Article La médiation à l’école vers une éducation à l’Intelligence Collective

6 août 20190

Par Aurélie Thorez – extrait de son mémoire « Introduction à la médiation scolaire en Polynésie Française » 12/2014 

Pierre Levy définit l’intelligence collective comme d’abord celle de l’échange. Pour lui les métiers du futur seront des métiers de la relation, « de l’ingénierie de l’intelligence collective et des qualités humaines ». Il soulève le vrai problème à résoudre, celui « des capacités particulières de chacun à créer du lien social », « à devenir médiateur » !

En effet, précise Jean-François Noubel, dans sa publication « Intelligence Collective, la révolution invisible » (2004), « les grands enjeux de l’humanité ne sont pas la faim, la pauvreté, le développement durable, la paix, la santé, l’éducation, l’économie, les ressources naturelles… mais notre capacité à élaborer de nouvelles organisations capables de les résoudre. Notre enjeu principal est l’intelligence collective. »

Les organisations professionnelles et associatives ont été contraintes d’évoluer en ce sens. Elles doivent s’adapter au changement d’une société de plus en plus informée, exigeante et en quête de sens. Le management directif s’est progressivement transformé en un management participatif puis coopératif. Le chef a perdu son autorité pour gagner en leadership. Le coaching et la médiation sont devenus les outils incontournables pour l’optimisation des ressources humaines.

De même, l’emploi du préfixe « CO » pour parler de travail collaboratif est à la mode : la co-création (créer des produits et services en collaboration active avec ses clients), le co-dévelopement, coécrire un livre…

Notre société capitaliste et individualiste serait-elle en train d’évoluer vers le collectif ?

Effet de mode ou nécessité ?

Philippe Mérieu qui milite pour la coéducation, expose « Face à un défi collectif c’est par du collectif qu’il faut répondre ! »

« Dès lors que des adultes se parlent, échangent, se complètent, s’enrichissent de leurs compétences réciproques, l’élève a tout à y gagner. Parce qu’il y a une pluralité de regards, d’approches, et parce que chacun des adultes membres de l’équipe devient une équipe à lui tout seul, il pourra bénéficier des apports, de l’éclairage, des outils de chacun. C’est l’idée forte de l’intelligence collective : on est plus intelligent à plusieurs que seul »

Oui mais le système éducatif français est basé sur la réussite individuelle sanctionnée par un diplôme.

L’objectif quantitatif le rappelle : fixé par la loi de 2005, il est de garantir que 100% des élèves aient acquis au terme de leur formation scolaire un diplôme ou une qualification reconnue, et d’assurer que 80 % auront accès au niveau du baccalauréat, et 50 % à un diplôme de l’enseignement supérieur.

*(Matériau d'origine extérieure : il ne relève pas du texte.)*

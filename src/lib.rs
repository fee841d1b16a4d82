// src/lib.rs
// Public library surface for integration tests (and potential reuse).

pub mod api;
pub mod classify;
pub mod digest;
pub mod dispatch;
pub mod engine;
pub mod metrics;
pub mod offsets;
pub mod reader;
pub mod rules;
pub mod scanner;
pub mod scheduler;
pub mod settings;
pub mod sources;

// ---- Re-exports for stable public API ----
pub use crate::api::{create_router, AppState};
pub use crate::classify::{classify, Classification};
pub use crate::engine::DigestEngine;
pub use crate::offsets::OffsetStore;
pub use crate::reader::{FeedMessage, FetchError, SourceReader};
pub use crate::rules::RuleSet;
pub use crate::settings::{Limits, Settings};
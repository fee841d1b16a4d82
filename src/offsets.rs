// src/offsets.rs
//! Persisted per-source watermarks.
//!
//! A flat JSON map `source -> last processed message id` under `state/`.
//! Updates go through `set_if_greater`, which persists via a temp file and
//! an atomic rename so a crash between sources never leaves a torn file.

use anyhow::{Context, Result};
use std::collections::BTreeMap;
use std::fs;
use std::path::{Path, PathBuf};

#[derive(Debug)]
pub struct OffsetStore {
    path: PathBuf,
    map: BTreeMap<String, u64>,
}

impl OffsetStore {
    /// Open the store; a missing file means no prior scan.
    pub fn open(path: impl Into<PathBuf>) -> Result<Self> {
        let path = path.into();
        let map = match fs::read_to_string(&path) {
            Ok(content) => serde_json::from_str(&content)
                .with_context(|| format!("parsing offsets from {}", path.display()))?,
            Err(e) if e.kind() == std::io::ErrorKind::NotFound => BTreeMap::new(),
            Err(e) => {
                return Err(e).with_context(|| format!("reading offsets from {}", path.display()))
            }
        };
        Ok(Self { path, map })
    }

    /// Last processed id for `source`; 0 means "never scanned".
    pub fn get(&self, source: &str) -> u64 {
        self.map.get(source).copied().unwrap_or(0)
    }

    /// Commit `candidate` only if it is strictly greater than the stored
    /// watermark. Returns whether an update was persisted.
    pub fn set_if_greater(&mut self, source: &str, candidate: u64) -> Result<bool> {
        if candidate <= self.get(source) {
            return Ok(false);
        }
        self.map.insert(source.to_string(), candidate);
        self.persist()?;
        Ok(true)
    }

    /// Snapshot for the debug surface.
    pub fn snapshot(&self) -> BTreeMap<String, u64> {
        self.map.clone()
    }

    fn persist(&self) -> Result<()> {
        if let Some(dir) = self.path.parent() {
            if !dir.as_os_str().is_empty() {
                fs::create_dir_all(dir)
                    .with_context(|| format!("creating state dir {}", dir.display()))?;
            }
        }
        let tmp = tmp_path(&self.path);
        let body = serde_json::to_vec_pretty(&self.map).context("encoding offsets")?;
        fs::write(&tmp, body).with_context(|| format!("writing {}", tmp.display()))?;
        fs::rename(&tmp, &self.path)
            .with_context(|| format!("renaming into {}", self.path.display()))?;
        Ok(())
    }
}

fn tmp_path(path: &Path) -> PathBuf {
    let mut name = path.file_name().unwrap_or_default().to_os_string();
    name.push(".tmp");
    path.with_file_name(name)
}

#[cfg(test)]
mod tests {
    use super::*;

    #[test]
    fn missing_file_means_zero() {
        let dir = tempfile::tempdir().unwrap();
        let store = OffsetStore::open(dir.path().join("offsets.json")).unwrap();
        assert_eq!(store.get("chanA"), 0);
    }

    #[test]
    fn set_if_greater_is_monotone() {
        let dir = tempfile::tempdir().unwrap();
        let path = dir.path().join("offsets.json");
        let mut store = OffsetStore::open(&path).unwrap();

        assert!(store.set_if_greater("chanA", 10).unwrap());
        assert!(!store.set_if_greater("chanA", 10).unwrap());
        assert!(!store.set_if_greater("chanA", 3).unwrap());
        assert_eq!(store.get("chanA"), 10);
        assert!(store.set_if_greater("chanA", 11).unwrap());
        assert_eq!(store.get("chanA"), 11);
    }

    #[test]
    fn survives_reopen() {
        let dir = tempfile::tempdir().unwrap();
        let path = dir.path().join("state").join("offsets.json");

        let mut store = OffsetStore::open(&path).unwrap();
        store.set_if_greater("chanA", 42).unwrap();
        store.set_if_greater("chanB", 7).unwrap();
        drop(store);

        let reopened = OffsetStore::open(&path).unwrap();
        assert_eq!(reopened.get("chanA"), 42);
        assert_eq!(reopened.get("chanB"), 7);
    }
}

Il se veut démocratique, c’est à dire ouvert à tout niveau social, et offrant l’égalité des chances.

Mais en réalité l’école peine à réduire les inégalités sociales : seulement 47% des enfants d’inactifs ne redoublent pas avant la quatrième, contre 93% des collégiens dont le père est cadre ou enseignant (chiffres de 2005).

Néanmoins, il convient de faire remarquer que cet écart se resserre puisque en 1995 seulement 1/3 des enfants d’inactifs arrivaient en 4e sans redoubler, soit une progression de 11% en 10 ans.

On peut penser que, à l’instar des études qui ont été faites dans les autres pays, le développement de la médiation dans les écoles françaises, à partir des années 2000, y a très certainement contribué.

Depuis 2000, la Finlande se classe parmi les meilleurs élèves aux évaluations PISA (Programme international des acquis des élèves) organisées par l’OCDE. Elle est aussi le pays où l’impact des inégalités sociales à l’école est le plus faible.

Il s’agit d’un système basé sur une coopération entre partenaires égaux, la loi précisant que

« l’éducation doit être organisée en coopération avec les familles et tuteurs des écoliers afin qu’ils reçoivent l’éducation, les conseils et les soutiens qui correspondent à leurs besoins spécifiques et à leur niveau de développement ».

Comment donc évoluer vers cette coéducation et vers une éducation à l’intelligence collective ? Et en quoi la médiation apparaît comme l’outil incontournable pour ce faire ?

La coéducation

 

Au delà de la résolution amiable d’un conflit, la médiation est avant tout un processus coopératif qui tend à favoriser et faciliter le dialogue. Elle instaure un cadre permettant de faire émerger l’intelligence collective, permettant de penser ensemble, de créer du sens ensemble.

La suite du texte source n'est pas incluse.